Public Health Surveillance for Inequity
The World Health Organization (WHO) defines public health surveillance as “the continuous, systematic collection, analysis and interpretation of health-related data needed for the planning, implementation, and evaluation of public health practice.”6 Toward this end, 3 types of cancer registries provide different levels of cancer-related data: population-based cancer registries (PBCR), hospital-based cancer registries, and pathology-based cancer registries.7 A PBCR collects all reportable cancer occurrences from multiple sources in a defined area and is best suited to capture population-level disease burden and inform approaches for cancer control.
An effective cancer registry supports a core set of functions related to data: collection, dissemination, analysis, and application.8 In the United States, the Surveillance, Epidemiology, and End Results (SEER) Program serves as a robust and well-coordinated system of local and national cancer registries containing data on cancer screening, incidence, treatment, and outcomes.9 The SEER registry is an example of a registry that helps streamline the dissemination, analysis, and application of data by making data readily available to researchers, providing statistical software for data analysis, and publishing reports for the public in order to increase awareness and understanding of cancer surveillance.
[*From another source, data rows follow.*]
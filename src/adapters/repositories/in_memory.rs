use std::{collections::BTreeMap, sync::Arc};

use async_trait::async_trait;
use chrono::{DateTime, Utc};
use tokio::sync::RwLock;

use crate::{
	domain::{archive::Archive, comment::Comment, post::Post},
	services::response::ServiceError,
};

use super::{ArchiveStep, TArchiveRepository, TCommentRepository, TPostRepository};

#[derive(Clone, Default)]
struct Tables {
	next_post_id: i64,
	next_comment_id: i64,
	/// Stored without comments; reads attach them from `comments`.
	posts: BTreeMap<i64, Post>,
	comments: BTreeMap<i64, Comment>,
	archived: BTreeMap<i64, Archive>,
}

impl Tables {
	fn assemble(
		&self,
		post: &Post,
	) -> Post {
		let mut post = post.clone();
		post.comments = self.comments_of(post.id);
		post
	}

	fn comments_of(
		&self,
		post_id: i64,
	) -> Vec<Comment> {
		let mut comments: Vec<Comment> = self.comments.values().filter(|comment| comment.post_id == post_id).cloned().collect();
		comments.sort_by_key(|comment| (comment.created_at, comment.id));
		comments
	}

	fn newest_first(mut posts: Vec<Post>) -> Vec<Post> {
		posts.sort_by(|a, b| b.created_at.cmp(&a.created_at).then(b.id.cmp(&a.id)));
		posts
	}
}

/// Failures the in-memory store can be told to produce.
#[derive(Clone, Debug, Default)]
pub struct Faults {
	pub fail_archive_at: Option<ArchiveStep>,
	pub fail_post_rename: bool,
	pub fail_comment_rename: bool,
	/// Comments are deleted, then the post delete fails.
	pub fail_post_delete_after_comments: bool,
}

#[derive(Default)]
struct Inner {
	tables: Tables,
	faults: Faults,
}

/// Process-local implementation of every repository trait.
///
/// One lock guards all tables, so an archive move is applied to a staged copy
/// and swapped in only once every step succeeded.
#[derive(Clone, Default)]
pub struct InMemoryStore {
	inner: Arc<RwLock<Inner>>,
}

impl InMemoryStore {
	pub fn new() -> Self {
		Self::default()
	}

	#[cfg(any(test, feature = "test"))]
	pub async fn inject(
		&self,
		faults: Faults,
	) {
		self.inner.write().await.faults = faults;
	}
}

#[async_trait]
impl TPostRepository for InMemoryStore {
	async fn add(
		&self,
		mut post: Post,
	) -> Result<Post, ServiceError> {
		let mut inner = self.inner.write().await;
		inner.tables.next_post_id += 1;
		post.id = inner.tables.next_post_id;
		post.comments.clear();
		inner.tables.posts.insert(post.id, post.clone());
		Ok(post)
	}

	async fn get(
		&self,
		id: i64,
	) -> Result<Post, ServiceError> {
		let inner = self.inner.read().await;
		inner
			.tables
			.posts
			.get(&id)
			.map(|post| inner.tables.assemble(post))
			.ok_or_else(|| ServiceError::not_found(format!("post {id}")))
	}

	async fn list(&self) -> Result<Vec<Post>, ServiceError> {
		let inner = self.inner.read().await;
		let posts = inner.tables.posts.values().map(|post| inner.tables.assemble(post)).collect();
		Ok(Tables::newest_first(posts))
	}

	async fn list_by_author(
		&self,
		author_id: &str,
	) -> Result<Vec<Post>, ServiceError> {
		let inner = self.inner.read().await;
		let posts = inner
			.tables
			.posts
			.values()
			.filter(|post| post.author_id == author_id)
			.map(|post| inner.tables.assemble(post))
			.collect();
		Ok(Tables::newest_first(posts))
	}

	async fn extend_expiration(
		&self,
		id: i64,
		expires_at: DateTime<Utc>,
	) -> Result<DateTime<Utc>, ServiceError> {
		let mut inner = self.inner.write().await;
		let post = inner.tables.posts.get_mut(&id).ok_or_else(|| ServiceError::not_found(format!("post {id}")))?;
		post.expires_at = post.expires_at.max(expires_at);
		Ok(post.expires_at)
	}

	async fn rename_author(
		&self,
		author_id: &str,
		author_name: &str,
	) -> Result<u64, ServiceError> {
		let mut inner = self.inner.write().await;
		if inner.faults.fail_post_rename {
			return Err(ServiceError::DatabaseError("injected post rename failure".into()));
		}
		let mut updated = 0;
		for post in inner.tables.posts.values_mut().filter(|post| post.author_id == author_id) {
			post.author_name = author_name.to_string();
			updated += 1;
		}
		Ok(updated)
	}

	async fn delete(
		&self,
		id: i64,
	) -> Result<(), ServiceError> {
		let mut inner = self.inner.write().await;
		inner.tables.comments.retain(|_, comment| comment.post_id != id);

		if inner.faults.fail_post_delete_after_comments {
			return Err(ServiceError::PartialCascade(format!("comments of post {id} deleted but the post was not")));
		}
		inner.tables.posts.remove(&id).map(|_| ()).ok_or_else(|| ServiceError::not_found(format!("post {id}")))
	}

	async fn delete_if_unchanged(
		&self,
		id: i64,
		comment_count: usize,
	) -> Result<bool, ServiceError> {
		let mut inner = self.inner.write().await;
		if !inner.tables.posts.contains_key(&id) {
			return Err(ServiceError::not_found(format!("post {id}")));
		}
		if inner.tables.comments.values().filter(|comment| comment.post_id == id).count() != comment_count {
			return Ok(false);
		}
		inner.tables.comments.retain(|_, comment| comment.post_id != id);
		inner.tables.posts.remove(&id);
		Ok(true)
	}
}

#[async_trait]
impl TCommentRepository for InMemoryStore {
	async fn add(
		&self,
		mut comment: Comment,
	) -> Result<Comment, ServiceError> {
		let mut inner = self.inner.write().await;
		// mirrors the foreign keys of the relational schema
		if !inner.tables.posts.contains_key(&comment.post_id) {
			return Err(ServiceError::not_found(format!("post {}", comment.post_id)));
		}
		if let Some(parent) = comment.reply_to_comment_id {
			if !inner.tables.comments.contains_key(&parent) {
				return Err(ServiceError::not_found(format!("comment {parent}")));
			}
		}
		inner.tables.next_comment_id += 1;
		comment.id = inner.tables.next_comment_id;
		inner.tables.comments.insert(comment.id, comment.clone());
		Ok(comment)
	}

	async fn get(
		&self,
		id: i64,
	) -> Result<Comment, ServiceError> {
		self.inner
			.read()
			.await
			.tables
			.comments
			.get(&id)
			.cloned()
			.ok_or_else(|| ServiceError::not_found(format!("comment {id}")))
	}

	async fn list_by_post(
		&self,
		post_id: i64,
	) -> Result<Vec<Comment>, ServiceError> {
		Ok(self.inner.read().await.tables.comments_of(post_id))
	}

	async fn list_replies(
		&self,
		comment_id: i64,
	) -> Result<Vec<Comment>, ServiceError> {
		let inner = self.inner.read().await;
		let mut replies: Vec<Comment> = inner
			.tables
			.comments
			.values()
			.filter(|comment| comment.reply_to_comment_id == Some(comment_id))
			.cloned()
			.collect();
		replies.sort_by_key(|comment| (comment.created_at, comment.id));
		Ok(replies)
	}

	async fn list_by_author(
		&self,
		author_id: &str,
	) -> Result<Vec<Comment>, ServiceError> {
		let inner = self.inner.read().await;
		let mut comments: Vec<Comment> = inner.tables.comments.values().filter(|comment| comment.author_id == author_id).cloned().collect();
		comments.sort_by_key(|comment| (comment.created_at, comment.id));
		Ok(comments)
	}

	async fn rename_author(
		&self,
		author_id: &str,
		author_name: &str,
	) -> Result<u64, ServiceError> {
		let mut inner = self.inner.write().await;
		if inner.faults.fail_comment_rename {
			return Err(ServiceError::DatabaseError("injected comment rename failure".into()));
		}
		let mut updated = 0;
		for comment in inner.tables.comments.values_mut().filter(|comment| comment.author_id == author_id) {
			comment.author_name = author_name.to_string();
			updated += 1;
		}
		Ok(updated)
	}
}

#[async_trait]
impl TArchiveRepository for InMemoryStore {
	async fn archive(
		&self,
		post: &Post,
		archived_at: DateTime<Utc>,
	) -> Result<Archive, ServiceError> {
		let archive = Archive::from_post(post.clone(), archived_at);
		let mut inner = self.inner.write().await;
		let mut staged = inner.tables.clone();

		for step in ArchiveStep::ALL {
			if inner.faults.fail_archive_at == Some(step) {
				return Err(step.fail("injected failure"));
			}
			match step {
				ArchiveStep::InsertArchivedPost => {
					if staged.archived.contains_key(&archive.id) {
						return Err(step.fail(format!("post {} is already archived", archive.id)));
					}
					let mut header = archive.clone();
					header.comments.clear();
					staged.archived.insert(archive.id, header);
				}
				ArchiveStep::InsertArchivedComments => {
					if let Some(archived) = staged.archived.get_mut(&archive.id) {
						archived.comments = archive.comments.clone();
					}
				}
				ArchiveStep::DeleteLiveComments => {
					let before = staged.comments.len();
					staged.comments.retain(|_, comment| comment.post_id != archive.id);
					let deleted = before - staged.comments.len();
					if deleted != archive.comments.len() {
						return Err(step.fail(format!("expected {} live comments, found {}", archive.comments.len(), deleted)));
					}
				}
				ArchiveStep::DeleteLivePost => {
					if staged.posts.remove(&archive.id).is_none() {
						return Err(ServiceError::not_found(format!("post {}", archive.id)));
					}
				}
			}
		}

		inner.tables = staged;
		Ok(archive)
	}

	async fn list(&self) -> Result<Vec<Archive>, ServiceError> {
		let inner = self.inner.read().await;
		let mut archives: Vec<Archive> = inner.tables.archived.values().cloned().collect();
		archives.sort_by(|a, b| b.archived_at.cmp(&a.archived_at).then(b.id.cmp(&a.id)));
		Ok(archives)
	}

	async fn get(
		&self,
		id: i64,
	) -> Result<Archive, ServiceError> {
		self.inner
			.read()
			.await
			.tables
			.archived
			.get(&id)
			.cloned()
			.ok_or_else(|| ServiceError::not_found(format!("archived post {id}")))
	}
}

#[cfg(test)]
mod test {
	use chrono::{Duration, Utc};

	use super::{Faults, InMemoryStore};
	use crate::{
		adapters::repositories::{TCommentRepository, TPostRepository},
		domain::{
			commands::{CreateComment, CreatePost},
			comment::Comment,
			post::Post,
		},
		services::response::ServiceError,
	};

	async fn seed(store: &InMemoryStore) -> Post {
		let now = Utc::now();
		let post = TPostRepository::add(
			store,
			Post::new(
				CreatePost {
					title: "T".into(),
					content: "C".into(),
					author_id: "a".into(),
					author_name: "Alice".into(),
					image_url: None,
				},
				now,
			)
			.unwrap(),
		)
		.await
		.unwrap();
		TCommentRepository::add(
			store,
			Comment::new(
				CreateComment {
					post_id: post.id,
					content: "first".into(),
					..Default::default()
				},
				now,
			)
			.unwrap(),
		)
		.await
		.unwrap();
		post
	}

	#[tokio::test]
	async fn test_extend_expiration_never_moves_backwards() {
		let store = InMemoryStore::new();
		let post = seed(&store).await;

		let later = post.expires_at + Duration::minutes(5);
		assert_eq!(store.extend_expiration(post.id, later).await.unwrap(), later);
		assert_eq!(store.extend_expiration(post.id, post.expires_at).await.unwrap(), later);
	}

	#[tokio::test]
	async fn test_delete_removes_comments_then_post() {
		let store = InMemoryStore::new();
		let post = seed(&store).await;

		TPostRepository::delete(&store, post.id).await.unwrap();
		assert!(TPostRepository::get(&store, post.id).await.unwrap_err().is_not_found());
		assert!(store.list_by_post(post.id).await.unwrap().is_empty());
	}

	#[tokio::test]
	async fn test_half_completed_delete_is_reported_and_not_rolled_back() {
		let store = InMemoryStore::new();
		let post = seed(&store).await;
		store
			.inject(Faults {
				fail_post_delete_after_comments: true,
				..Default::default()
			})
			.await;

		let err = TPostRepository::delete(&store, post.id).await.unwrap_err();
		assert!(matches!(err, ServiceError::PartialCascade(_)));
		let survivor = TPostRepository::get(&store, post.id).await.unwrap();
		assert!(survivor.comments.is_empty());
	}

	#[tokio::test]
	async fn test_delete_if_unchanged_keeps_a_post_that_gained_comments() {
		let store = InMemoryStore::new();
		let post = seed(&store).await;

		assert!(!store.delete_if_unchanged(post.id, 0).await.unwrap());
		assert_eq!(TPostRepository::get(&store, post.id).await.unwrap().comments.len(), 1);

		assert!(store.delete_if_unchanged(post.id, 1).await.unwrap());
		assert!(TPostRepository::get(&store, post.id).await.unwrap_err().is_not_found());
		assert!(store.list_by_post(post.id).await.unwrap().is_empty());
		assert!(store.delete_if_unchanged(post.id, 0).await.unwrap_err().is_not_found());
	}
}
Cancer registries at the local and regional levels can provide particularly useful information for tailoring prevention and awareness strategies when local trends differ from national and regional trends. For example, a recent study using data for New York City (NYC) found racial and ethnic differences between NYC and national trends in the incidence of early adult-onset colorectal cancer.10 In another example, regional data from an Egyptian PBCR suggested that breast cancer incidence was higher among urban-dwelling women than women in rural areas, even when controlling for known risk factors.11 Researchers and health officials are now considering environmental and other risk factors to understand these differences.
Although these examples at the local and national level illustrate the importance of accurate data collection as the foundation of effective public health surveillance, publicly available data suggest that current PBCRs cover just 2% of Africa, 6% of Asia, and 8% of Central and South America.12,13 Lack of accurate population-level data and of systems to collect and organize it puts LMICs at a severe disadvantage when setting priorities for nascent cancer control initiatives.
What are the best ways for LMICs to build and run PBCRs? The International Agency for Research on Cancer (IARC) categorizes the core components necessary to build and run PBCRs into 2 domains: political/administrative and institutional/professional.7 The political/administrative domain includes local and national health department involvement and a cancer registry as part of a health information system for planning and managing services for cancer prevention and treatment. The institutional/professional domain includes key leaders needed to oversee a registry, cancer specialists, hospital directors within the geographic catchment area, and death registry departments.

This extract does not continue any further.